Supreme Court clarifies courts cannot re-appreciate evidence once a fair domestic enquiry is upheld

Posted On - 8 October, 2025 • By - King Stubb & Kasiva

In The General Manager (P), Canara Bank v. Ganganarasimhaiah (Civil Appeal No. 11461 of 2025), dated 9 September 2025 the Supreme Court examined the scope of judicial review over disciplinary proceedings under the Industrial Disputes Act, 1947.

The respondent, a sub-staff employee of Canara Bank, had been compulsorily retired following charges of serious irregularities, including unauthorized entries in bank accounts, sanction of loans to close relatives without approval, and tampering with official records. While a domestic enquiry held the charges proved, the Central Government Industrial Tribunal (2019) and the Karnataka High Court (2022) set aside the punishment, directing reinstatement with continuity of service but without back wages.

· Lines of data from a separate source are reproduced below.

//! Audit events and the sinks that receive them.
//!
//! Every successful emission and every verification (whatever its outcome)
//! produces exactly one event. Sinks are fire-and-forget: they cannot fail
//! the call that produced the event.

use std::sync::{Arc, Mutex};

use serde::Serialize;

use packsig_core::{Kid, Namespace, Reason};

/// Emitted after an attestation is produced.
#[derive(Debug, Clone, PartialEq, Eq, Serialize)]
#[serde(rename_all = "camelCase")]
pub struct EmitEvent {
    pub namespace: Namespace,
    pub kids: Vec<Kid>,
    pub count: usize,
    /// The pack's self-declared `meta.contentHash`.
    pub content_hash: String,
    /// Blake3 of the canonical bytes that were signed (hex).
    pub canonical_digest: String,
}

/// Emitted after a verification completes.
#[derive(Debug, Clone, PartialEq, Eq, Serialize)]
#[serde(rename_all = "camelCase")]
pub struct VerifyEvent {
    pub namespace: Namespace,
    /// Attestation format version (1 or 2).
    pub version: u8,
    pub min: u32,
    pub count: u32,
    pub ok: bool,
    pub content_hash: String,
    pub canonical_digest: String,
    #[serde(skip_serializing_if = "Vec::is_empty")]
    pub reasons: Vec<Reason>,
}

/// An audit record.
#[derive(Debug, Clone, PartialEq, Eq, Serialize)]
#[serde(tag = "action")]
pub enum AuditEvent {
    #[serde(rename = "ATTEST_MULTI_EMIT")]
    Emit(EmitEvent),
    #[serde(rename = "ATTEST_MULTI_VERIFY")]
    Verify(VerifyEvent),
}

impl AuditEvent {
    /// The action name.
    pub fn action(&self) -> &'static str {
        match self {
            AuditEvent::Emit(_) => "ATTEST_MULTI_EMIT",
            AuditEvent::Verify(_) => "ATTEST_MULTI_VERIFY",
        }
    }

    pub fn namespace(&self) -> &Namespace {
        match self {
            AuditEvent::Emit(e) => &e.namespace,
            AuditEvent::Verify(e) => &e.namespace,
        }
    }
}

/// Receives audit events.
pub trait AuditSink: Send + Sync {
    fn log(&self, event: &AuditEvent);
}

impl<A: AuditSink + ?Sized> AuditSink for Arc<A> {
    fn log(&self, event: &AuditEvent) {
        (**self).log(event)
    }
}

/// Writes events to `tracing` under the `packsig::audit` target.
#[derive(Debug, Clone, Copy, Default)]
pub struct TracingAuditSink;

impl AuditSink for TracingAuditSink {
    fn log(&self, event: &AuditEvent) {
        match event {
            AuditEvent::Emit(e) => tracing::info!(
                target: "packsig::audit",
                action = event.action(),
                namespace = %e.namespace,
                kids = ?e.kids,
                count = e.count,
                content_hash = %e.content_hash,
                canonical_digest = %e.canonical_digest,
            ),
            AuditEvent::Verify(e) => {
                let reasons: Vec<String> = e.reasons.iter().map(ToString::to_string).collect();
                tracing::info!(
                    target: "packsig::audit",
                    action = event.action(),
                    namespace = %e.namespace,
                    version = e.version,
                    min = e.min,
                    count = e.count,
                    ok = e.ok,
                    content_hash = %e.content_hash,
                    canonical_digest = %e.canonical_digest,
                    reasons = ?reasons,
                )
            }
        }
    }
}

/// Keeps events in memory for later inspection.
#[derive(Debug, Default)]
pub struct MemoryAuditSink {
    events: Mutex<Vec<AuditEvent>>,
}

impl MemoryAuditSink {
    pub fn new() -> Self {
        Self::default()
    }

    /// A copy of everything logged so far.
    pub fn events(&self) -> Vec<AuditEvent> {
        self.events.lock().unwrap_or_else(|e| e.into_inner()).clone()
    }

    /// Drain the recorded events.
    pub fn take(&self) -> Vec<AuditEvent> {
        std::mem::take(&mut *self.events.lock().unwrap_or_else(|e| e.into_inner()))
    }

    pub fn len(&self) -> usize {
        self.events.lock().unwrap_or_else(|e| e.into_inner()).len()
    }

    pub fn is_empty(&self) -> bool {
        self.len() == 0
    }
}

impl AuditSink for MemoryAuditSink {
    fn log(&self, event: &AuditEvent) {
        self.events
            .lock()
            .unwrap_or_else(|e| e.into_inner())
            .push(event.clone());
    }
}

/// Discards events.
#[derive(Debug, Clone, Copy, Default)]
pub struct NoopAuditSink;

impl AuditSink for NoopAuditSink {
    fn log(&self, _event: &AuditEvent) {}
}

#[cfg(test)]
mod tests {
    use super::*;

    fn verify_event(reasons: Vec<Reason>) -> AuditEvent {
        AuditEvent::Verify(VerifyEvent {
            namespace: Namespace::from("tenant-a"),
            version: 2,
            min: 2,
            count: 1,
            ok: false,
            content_hash: "h1".into(),
            canonical_digest: "00".into(),
            reasons,
        })
    }

    #[test]
    fn test_event_wire_form() {
        let event = verify_event(vec![Reason::ThresholdNotMet { min: 2, count: 1 }]);
        let json = serde_json::to_value(&event).unwrap();

        assert_eq!(json["action"], "ATTEST_MULTI_VERIFY");
        assert_eq!(json["namespace"], "tenant-a");
        assert_eq!(json["contentHash"], "h1");
        assert_eq!(json["reasons"][0], "threshold_not_met:min=2,count=1");
    }

    #[test]
    fn test_empty_reasons_omitted() {
        let json = serde_json::to_value(verify_event(vec![])).unwrap();
        assert!(json.get("reasons").is_none());
    }

    #[test]
    fn test_memory_sink_records_and_drains() {
        let sink = MemoryAuditSink::new();
        assert!(sink.is_empty());

        sink.log(&verify_event(vec![]));
        sink.log(&verify_event(vec![]));
        assert_eq!(sink.len(), 2);
        assert_eq!(sink.events()[0].action(), "ATTEST_MULTI_VERIFY");

        assert_eq!(sink.take().len(), 2);
        assert!(sink.is_empty());
    }

    #[test]
    fn test_shared_sink() {
        let sink = Arc::new(MemoryAuditSink::new());
        let shared: Arc<MemoryAuditSink> = Arc::clone(&sink);
        shared.log(&verify_event(vec![]));
        assert_eq!(sink.len(), 1);
    }
}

The Supreme Court reversed these findings, holding that both the Tribunal and the High Court exceeded their jurisdiction under Section 11A of the Industrial Disputes Act by re-appreciating evidence and applying a standard akin to proof “beyond reasonable doubt.” The Court reiterated that disciplinary enquiries are governed by the principle of preponderance of probabilities rather than strict evidentiary standards. It stressed that once a fair enquiry has been upheld, judicial bodies cannot substitute their own factual assessments or sit in appeal over the findings of the disciplinary authority.

This judgment reaffirms the limited scope of judicial interference in employer disciplinary actions and highlights that proportionality of punishment must be assessed with due regard to the gravity of misconduct. For employers, the ruling provides clarity that as long as disciplinary proceedings comply with natural justice and evidentiary standards appropriate to service law, subsequent judicial forums cannot casually overturn punishment orders.